Once, I tried to play Tomb Raider: Underworld while reading Thomas Malthus’ "An Essay on the Principle of Population" and scanning my entire apartment with a black light looking for complex ciphers, all while sloshing through a waist-deep wave pool teeming with explosive barrels. I accomplished none of the tasks completely or well, and when the waves shorted my electronics and dampened my philosophical text, I gave up on all but the sloshing. Meet Hydrophobia.

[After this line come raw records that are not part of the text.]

//! Batch-level summary statistics

use std::collections::BTreeMap;

use super::prediction::{BatchResult, Distribution, PredictionItem};

/// Builds the distribution summary for a batch of predictions
#[derive(Debug, Clone, Copy, Default)]
pub struct BatchAggregator;

impl BatchAggregator {
    pub fn aggregate(items: Vec<PredictionItem>, model_name: Option<&str>) -> BatchResult {
        let total = items.len();

        if total == 0 {
            return BatchResult::empty();
        }

        let mut counts: BTreeMap<String, usize> = BTreeMap::new();
        for item in &items {
            *counts.entry(item.sentiment.clone()).or_insert(0) += 1;
        }

        let percentages = counts
            .iter()
            .map(|(label, &count)| {
                (
                    label.clone(),
                    round_one_decimal(count as f64 / total as f64 * 100.0),
                )
            })
            .collect();

        let average_confidence =
            items.iter().map(|item| item.confidence).sum::<f64>() / total as f64;

        BatchResult {
            count: total,
            results: items,
            distribution: Some(Distribution {
                counts,
                percentages,
            }),
            average_confidence: Some(average_confidence),
            model_name: model_name.map(str::to_string),
        }
    }
}

/// One decimal, ties to even
fn round_one_decimal(value: f64) -> f64 {
    (value * 10.0).round_ties_even() / 10.0
}

#[cfg(test)]
mod tests {
    use super::*;

    fn items(labels: &[(&str, f64)]) -> Vec<PredictionItem> {
        labels
            .iter()
            .enumerate()
            .map(|(i, (label, confidence))| {
                PredictionItem::new(format!("comment {}", i), *label, *confidence)
            })
            .collect()
    }

    #[test]
    fn test_aggregate_counts_and_percentages() {
        let result = BatchAggregator::aggregate(
            items(&[
                ("positive", 0.9),
                ("negative", 0.6),
                ("positive", 0.8),
                ("neutral", 0.5),
            ]),
            Some("RandomForestClassifier"),
        );

        let distribution = result.distribution.unwrap();
        assert_eq!(result.count, 4);
        assert_eq!(distribution.counts["positive"], 2);
        assert_eq!(distribution.counts["negative"], 1);
        assert_eq!(distribution.counts["neutral"], 1);
        assert_eq!(distribution.percentages["positive"], 50.0);
        assert_eq!(distribution.percentages["negative"], 25.0);
        assert_eq!(distribution.total(), 4);
        assert!((result.average_confidence.unwrap() - 0.7).abs() < 1e-9);
        assert_eq!(result.model_name.as_deref(), Some("RandomForestClassifier"));
    }

    #[test]
    fn test_aggregate_preserves_order() {
        let result = BatchAggregator::aggregate(
            items(&[("b", 0.1), ("a", 0.2), ("c", 0.3)]),
            None,
        );

        let comments: Vec<&str> = result.results.iter().map(|r| r.comment.as_str()).collect();
        assert_eq!(comments, vec!["comment 0", "comment 1", "comment 2"]);
    }

    #[test]
    fn test_percentages_round_to_one_decimal() {
        let result = BatchAggregator::aggregate(
            items(&[("a", 0.0), ("b", 0.0), ("c", 0.0)]),
            None,
        );

        let distribution = result.distribution.unwrap();
        assert_eq!(distribution.percentages["a"], 33.3);

        let sum: f64 = distribution.percentages.values().sum();
        assert!((sum - 100.0).abs() <= 0.15);
    }

    #[test]
    fn test_percentage_ties_round_to_even() {
        let mut labels = vec![("a", 0.5)];
        labels.extend(std::iter::repeat_n(("b", 0.5), 5));
        labels.extend(std::iter::repeat_n(("c", 0.5), 10));

        let result = BatchAggregator::aggregate(items(&labels), None);
        let distribution = result.distribution.unwrap();

        assert_eq!(result.count, 16);
        assert_eq!(distribution.percentages["a"], 6.2);
        assert_eq!(distribution.percentages["b"], 31.2);
        assert_eq!(distribution.percentages["c"], 62.5);
    }

    #[test]
    fn test_round_one_decimal() {
        assert_eq!(round_one_decimal(0.25), 0.2);
        assert_eq!(round_one_decimal(0.35), 0.4);
        assert_eq!(round_one_decimal(33.333), 33.3);
        assert_eq!(round_one_decimal(66.666), 66.7);
    }

    #[test]
    fn test_percentages_sum_within_tolerance_for_many_classes() {
        let labels: Vec<(String, f64)> = (0..7)
            .flat_map(|i| std::iter::repeat_n((format!("class-{}", i), 0.5), i + 1))
            .collect();
        let items: Vec<PredictionItem> = labels
            .iter()
            .map(|(label, confidence)| PredictionItem::new("text", label.clone(), *confidence))
            .collect();

        let result = BatchAggregator::aggregate(items, None);
        let distribution = result.distribution.unwrap();

        assert_eq!(distribution.total(), result.count);
        let sum: f64 = distribution.percentages.values().sum();
        assert!((sum - 100.0).abs() <= 0.05 * distribution.percentages.len() as f64);
    }

    #[test]
    fn test_aggregate_empty_batch() {
        let result = BatchAggregator::aggregate(Vec::new(), Some("LinearSVC"));

        assert_eq!(result, BatchResult::empty());
        assert!(result.distribution.is_none());
        assert!(result.average_confidence.is_none());
    }

    #[test]
    fn test_aggregate_zero_confidence() {
        let result = BatchAggregator::aggregate(items(&[("0", 0.0), ("1", 0.0)]), None);

        assert_eq!(result.average_confidence, Some(0.0));
    }
}
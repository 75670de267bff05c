//! Linear classifiers: logistic regression and linear SVM

use serde::Deserialize;

use crate::domain::{ClassLabel, Classifier, DomainError, FeatureMatrix, SparseRow};

const ARTIFACT: &str = "classifier";

/// How multiclass logistic probabilities are formed
#[derive(Debug, Clone, Copy, Default, PartialEq, Eq, Deserialize)]
#[serde(rename_all = "lowercase")]
pub enum MultiClass {
    #[default]
    Multinomial,
    Ovr,
}

/// Serialized linear model weights
///
/// Binary models carry a single coefficient row scoring the second class.
#[derive(Debug, Clone, Deserialize)]
pub struct LinearModelArtifact {
    pub classes: Vec<ClassLabel>,
    pub coef: Vec<Vec<f64>>,
    pub intercept: Vec<f64>,
    #[serde(default)]
    pub multi_class: MultiClass,
    #[serde(default)]
    pub name: Option<String>,
}

#[derive(Debug, Clone, Copy, PartialEq, Eq)]
enum LinearKind {
    Logistic(MultiClass),
    Svm,
}

#[derive(Debug, Clone)]
pub struct LinearClassifier {
    name: String,
    kind: LinearKind,
    classes: Vec<ClassLabel>,
    coef: Vec<Vec<f64>>,
    intercept: Vec<f64>,
    n_features: usize,
}

impl LinearClassifier {
    /// Logistic regression; supports probability estimates
    pub fn logistic(artifact: LinearModelArtifact) -> Result<Self, DomainError> {
        let kind = LinearKind::Logistic(artifact.multi_class);
        Self::build(artifact, kind, "LogisticRegression")
    }

    /// Linear SVM; decision scores only, no probabilities
    pub fn svm(artifact: LinearModelArtifact) -> Result<Self, DomainError> {
        Self::build(artifact, LinearKind::Svm, "LinearSVC")
    }

    fn build(
        artifact: LinearModelArtifact,
        kind: LinearKind,
        default_name: &str,
    ) -> Result<Self, DomainError> {
        let n_classes = artifact.classes.len();

        if n_classes < 2 {
            return Err(DomainError::artifact(
                ARTIFACT,
                format!("expected at least 2 classes, found {}", n_classes),
            ));
        }

        let expected_rows = if n_classes == 2 { 1 } else { n_classes };
        if artifact.coef.len() != expected_rows {
            return Err(DomainError::artifact(
                ARTIFACT,
                format!(
                    "expected {} coefficient rows for {} classes, found {}",
                    expected_rows,
                    n_classes,
                    artifact.coef.len()
                ),
            ));
        }

        if artifact.intercept.len() != expected_rows {
            return Err(DomainError::artifact(
                ARTIFACT,
                format!(
                    "expected {} intercepts, found {}",
                    expected_rows,
                    artifact.intercept.len()
                ),
            ));
        }

        let n_features = artifact.coef[0].len();
        if artifact.coef.iter().any(|row| row.len() != n_features) {
            return Err(DomainError::artifact(
                ARTIFACT,
                "coefficient rows have different lengths",
            ));
        }

        Ok(Self {
            name: artifact.name.unwrap_or_else(|| default_name.to_string()),
            kind,
            classes: artifact.classes,
            coef: artifact.coef,
            intercept: artifact.intercept,
            n_features,
        })
    }

    fn decision_function(&self, row: &SparseRow) -> Vec<f64> {
        self.coef
            .iter()
            .zip(&self.intercept)
            .map(|(weights, bias)| row.dot(weights) + bias)
            .collect()
    }

    fn check_width(&self, features: &FeatureMatrix) -> Result<(), DomainError> {
        if features.n_features() != self.n_features {
            return Err(DomainError::inference(format!(
                "{} expects {} features, got {}",
                self.name,
                self.n_features,
                features.n_features()
            )));
        }
        Ok(())
    }

    fn is_binary(&self) -> bool {
        self.classes.len() == 2
    }
}

impl Classifier for LinearClassifier {
    fn name(&self) -> &str {
        &self.name
    }

    fn classes(&self) -> &[ClassLabel] {
        &self.classes
    }

    fn predict(&self, features: &FeatureMatrix) -> Result<Vec<ClassLabel>, DomainError> {
        self.check_width(features)?;

        Ok(features
            .rows()
            .iter()
            .map(|row| {
                let scores = self.decision_function(row);
                let index = if self.is_binary() {
                    usize::from(scores[0] > 0.0)
                } else {
                    argmax(&scores)
                };
                self.classes[index].clone()
            })
            .collect())
    }

    fn predict_proba(
        &self,
        features: &FeatureMatrix,
    ) -> Result<Option<Vec<Vec<f64>>>, DomainError> {
        let LinearKind::Logistic(multi_class) = self.kind else {
            return Ok(None);
        };

        self.check_width(features)?;

        let probabilities = features
            .rows()
            .iter()
            .map(|row| {
                let scores = self.decision_function(row);
                if self.is_binary() {
                    let p = sigmoid(scores[0]);
                    vec![1.0 - p, p]
                } else {
                    match multi_class {
                        MultiClass::Multinomial => softmax(&scores),
                        MultiClass::Ovr => normalized_sigmoids(&scores),
                    }
                }
            })
            .collect();

        Ok(Some(probabilities))
    }
}

/// Index of the first maximum
pub(super) fn argmax(values: &[f64]) -> usize {
    values
        .iter()
        .enumerate()
        .fold((0, f64::NEG_INFINITY), |(best, best_value), (i, &v)| {
            if v > best_value { (i, v) } else { (best, best_value) }
        })
        .0
}

fn sigmoid(x: f64) -> f64 {
    1.0 / (1.0 + (-x).exp())
}

fn softmax(scores: &[f64]) -> Vec<f64> {
    let max = scores.iter().copied().fold(f64::NEG_INFINITY, f64::max);
    let exps: Vec<f64> = scores.iter().map(|s| (s - max).exp()).collect();
    let sum: f64 = exps.iter().sum();
    exps.into_iter().map(|e| e / sum).collect()
}

fn normalized_sigmoids(scores: &[f64]) -> Vec<f64> {
    let probs: Vec<f64> = scores.iter().map(|&s| sigmoid(s)).collect();
    let sum: f64 = probs.iter().sum();
    if sum > 0.0 {
        probs.into_iter().map(|p| p / sum).collect()
    } else {
        vec![1.0 / scores.len() as f64; scores.len()]
    }
}

#[cfg(test)]
mod tests {
    use super::*;

    fn matrix(rows: Vec<Vec<(usize, f64)>>, n_features: usize) -> FeatureMatrix {
        FeatureMatrix::new(
            n_features,
            rows.into_iter().map(SparseRow::from_pairs).collect(),
        )
    }

    fn binary_artifact() -> LinearModelArtifact {
        LinearModelArtifact {
            classes: vec![ClassLabel::Index(0), ClassLabel::Index(1)],
            coef: vec![vec![2.0, -2.0]],
            intercept: vec![0.0],
            multi_class: MultiClass::default(),
            name: None,
        }
    }

    fn multiclass_artifact(multi_class: MultiClass) -> LinearModelArtifact {
        LinearModelArtifact {
            classes: vec!["negative".into(), "neutral".into(), "positive".into()],
            coef: vec![
                vec![-1.0, 2.0, 0.0],
                vec![0.0, 0.0, 1.0],
                vec![2.0, -1.0, 0.0],
            ],
            intercept: vec![0.0, 0.1, 0.0],
            multi_class,
            name: None,
        }
    }

    #[test]
    fn test_binary_logistic_predict_and_proba() {
        let model = LinearClassifier::logistic(binary_artifact()).unwrap();
        let features = matrix(vec![vec![(0, 1.0)], vec![(1, 1.0)]], 2);

        let labels = model.predict(&features).unwrap();
        assert_eq!(labels, vec![ClassLabel::Index(1), ClassLabel::Index(0)]);

        let probs = model.predict_proba(&features).unwrap().unwrap();
        assert!((probs[0][1] - sigmoid(2.0)).abs() < 1e-12);
        assert!((probs[0].iter().sum::<f64>() - 1.0).abs() < 1e-12);
        assert!(probs[1][0] > probs[1][1]);
        assert_eq!(model.name(), "LogisticRegression");
    }

    #[test]
    fn test_multinomial_probabilities_agree_with_prediction() {
        let model = LinearClassifier::logistic(multiclass_artifact(MultiClass::Multinomial)).unwrap();
        let features = matrix(vec![vec![(0, 1.0)], vec![(1, 1.0)], vec![(2, 1.0)]], 3);

        let labels = model.predict(&features).unwrap();
        assert_eq!(
            labels,
            vec![
                ClassLabel::from("positive"),
                ClassLabel::from("negative"),
                ClassLabel::from("neutral"),
            ]
        );

        let probs = model.predict_proba(&features).unwrap().unwrap();
        for (row, label) in probs.iter().zip(&labels) {
            assert!((row.iter().sum::<f64>() - 1.0).abs() < 1e-9);
            let top = argmax(row);
            assert_eq!(&model.classes()[top], label);
        }
    }

    #[test]
    fn test_ovr_probabilities_sum_to_one() {
        let model = LinearClassifier::logistic(multiclass_artifact(MultiClass::Ovr)).unwrap();
        let features = matrix(vec![vec![(0, 0.5), (2, 0.5)]], 3);

        let probs = model.predict_proba(&features).unwrap().unwrap();
        assert!((probs[0].iter().sum::<f64>() - 1.0).abs() < 1e-9);
    }

    #[test]
    fn test_svm_has_no_probabilities() {
        let model = LinearClassifier::svm(binary_artifact()).unwrap();
        let features = matrix(vec![vec![(0, 1.0)]], 2);

        assert_eq!(model.predict(&features).unwrap(), vec![ClassLabel::Index(1)]);
        assert!(model.predict_proba(&features).unwrap().is_none());
        assert_eq!(model.name(), "LinearSVC");
    }

    #[test]
    fn test_zero_row_predicts_first_class_for_binary() {
        let model = LinearClassifier::svm(binary_artifact()).unwrap();
        let features = matrix(vec![vec![]], 2);

        assert_eq!(model.predict(&features).unwrap(), vec![ClassLabel::Index(0)]);
    }

    #[test]
    fn test_width_mismatch_is_inference_error() {
        let model = LinearClassifier::logistic(binary_artifact()).unwrap();
        let features = matrix(vec![vec![(0, 1.0)]], 5);

        assert!(matches!(
            model.predict(&features),
            Err(DomainError::Inference { .. })
        ));
    }

    #[test]
    fn test_rejects_inconsistent_shapes() {
        let mut artifact = binary_artifact();
        artifact.intercept = vec![0.0, 1.0];
        assert!(LinearClassifier::logistic(artifact).is_err());

        let mut artifact = multiclass_artifact(MultiClass::Ovr);
        artifact.coef.pop();
        assert!(LinearClassifier::logistic(artifact).is_err());

        let mut artifact = binary_artifact();
        artifact.classes.pop();
        assert!(LinearClassifier::svm(artifact).is_err());
    }

    #[test]
    fn test_custom_name() {
        let mut artifact = binary_artifact();
        artifact.name = Some("SentimentLR-v3".to_string());

        let model = LinearClassifier::logistic(artifact).unwrap();
        assert_eq!(model.name(), "SentimentLR-v3");
    }

    #[test]
    fn test_argmax_prefers_first_maximum() {
        assert_eq!(argmax(&[0.2, 0.4, 0.4]), 1);
        assert_eq!(argmax(&[1.0]), 0);
    }
}
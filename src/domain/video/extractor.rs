//! Video extractor trait

use async_trait::async_trait;

use super::entity::VideoInfo;
use crate::domain::DomainError;

#[cfg(test)]
use mockall::automock;

/// Source of video metadata and comments
#[cfg_attr(test, automock)]
#[async_trait]
pub trait VideoExtractor: Send + Sync {
    /// Fetch metadata for `url`, including up to `max_comments` raw comments
    /// when `max_comments` is set
    async fn extract(
        &self,
        url: &str,
        max_comments: Option<usize>,
    ) -> Result<VideoInfo, DomainError>;

    /// Extractor name for logs and metrics
    fn extractor_name(&self) -> &'static str;
}
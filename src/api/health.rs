//! Health check endpoints for container probes

use std::time::Instant;

use axum::{extract::State, http::StatusCode, response::IntoResponse};
use serde::Serialize;

use crate::api::types::Json;
use crate::domain::{ArtifactReport, ArtifactStatus};

use super::state::AppState;

/// Detailed health response with component status
#[derive(Serialize)]
pub struct HealthResponse {
    pub status: HealthStatus,
    pub version: String,
    #[serde(skip_serializing_if = "Option::is_none")]
    pub checks: Option<Vec<HealthCheck>>,
    #[serde(skip_serializing_if = "Option::is_none")]
    pub latency_ms: Option<u64>,
}

/// Health check status
#[derive(Debug, Serialize, Clone, Copy, PartialEq, Eq)]
#[serde(rename_all = "lowercase")]
pub enum HealthStatus {
    Healthy,
    Degraded,
    Unhealthy,
}

/// Individual component health check
#[derive(Serialize)]
pub struct HealthCheck {
    pub name: String,
    pub status: HealthStatus,
    #[serde(skip_serializing_if = "Option::is_none")]
    pub message: Option<String>,
}

/// Liveness with version; 200 whenever the process is serving
pub async fn health_check() -> impl IntoResponse {
    let response = HealthResponse {
        status: HealthStatus::Healthy,
        version: env!("CARGO_PKG_VERSION").to_string(),
        checks: None,
        latency_ms: None,
    };

    (StatusCode::OK, Json(response))
}

/// Readiness with one check per artifact
///
/// Missing models degrade the service but it still answers metadata and
/// heuristic requests, so the status code stays 200.
pub async fn ready_check(State(state): State<AppState>) -> impl IntoResponse {
    let start = Instant::now();
    let report = state.analysis_service.artifact_report();
    let (overall_status, checks) = artifact_checks(&report);

    let response = HealthResponse {
        status: overall_status,
        version: env!("CARGO_PKG_VERSION").to_string(),
        checks: Some(checks),
        latency_ms: Some(start.elapsed().as_millis() as u64),
    };

    (StatusCode::OK, Json(response))
}

/// Liveness check - simple check to verify the service is running
pub async fn live_check() -> impl IntoResponse {
    StatusCode::OK
}

fn artifact_checks(report: &ArtifactReport) -> (HealthStatus, Vec<HealthCheck>) {
    let checks: Vec<HealthCheck> = report
        .artifacts
        .iter()
        .map(|artifact| {
            let status = match (artifact.status, artifact.required) {
                (ArtifactStatus::Loaded, _) => HealthStatus::Healthy,
                (_, true) => HealthStatus::Unhealthy,
                (_, false) => HealthStatus::Degraded,
            };

            let message = match artifact.status {
                ArtifactStatus::Loaded => None,
                ArtifactStatus::Absent => Some("not present".to_string()),
                ArtifactStatus::Failed => artifact.error.clone(),
            };

            HealthCheck {
                name: artifact.name.to_string(),
                status,
                message,
            }
        })
        .collect();

    let overall = if report.operational {
        HealthStatus::Healthy
    } else {
        HealthStatus::Degraded
    };

    (overall, checks)
}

A confused homage to some of gaming’s greats like Tomb Raider, BioShock, and Deus Ex, Hydrophobia is too many things. "More is better" may seem patently silly and antiquated in game design as with all creative spaces, so Dark Energy Digital’s third-person adventure/platformer/shooter/puzzler sticks out among other, more economical XBLA titles. Whatever benefit I derived from the variant gameplay in Hydrophobia was undone by simple mechanical or aesthetic flaws in each element.
A case study: Playing as the hysterical but heroic Kate Wilson, I unleash a torrent of water onto a shotgun goonie who face-plants into a tangle of electrical wiring. He’s fine, don’t worry. I charge up a second shot and explode a red barrel that breaks more glass and unleashes more water. Now he’s getting up seemingly unscathed and I’m being pummeled by six foot waves of physics-guided water, jerking my camera up, and around, and underwater, and back up, and then mercifully knocking me over. He shoots twice and I restart at the last checkpoint.
Not all combat encounters suffer from the kind of technical maladies cured during the PlayStation 2 era, but most are cumbersome enough to disturb the game’s already twitchy flow. The other systems are likewise impaired by awkward camera angles and sticky volumes so it never gets that "new car smell" that AAA games have today. Climbing, scanning, and even running as Kate feels doughy and laborious, as if attempting Assassin’s Creed‘s precision platforming with Grand Theft Auto IV controls.
The hallway-heavy levels are besieged by politically-motivated extremists, Malthusians, whose 18th-century doomsday predictions are scribbled in invisible ink on walls and in discoverable documents and audio recordings. The guiding-voice partner role is filled by a suspicious Scotsman (Irish was too fine a point, I guess). Neon signs illuminate a crumbled, overthrown city on water. If Hydrophobia was any more of a BioShock tribute game, it would have some repetitive phrase attempting to sum the philosophy of in-game experience. OH WAIT. (See: "Save the world – kill yourself.")
It’s exciting to see a downloadable game with this much ambition, and Dark Energy Digital should be commended for its pioneer engineering in realistic digital fluid mechanics, but if the kitchen sink approach can’t do justice to the faucet and the bowl simultaneously, then omit both.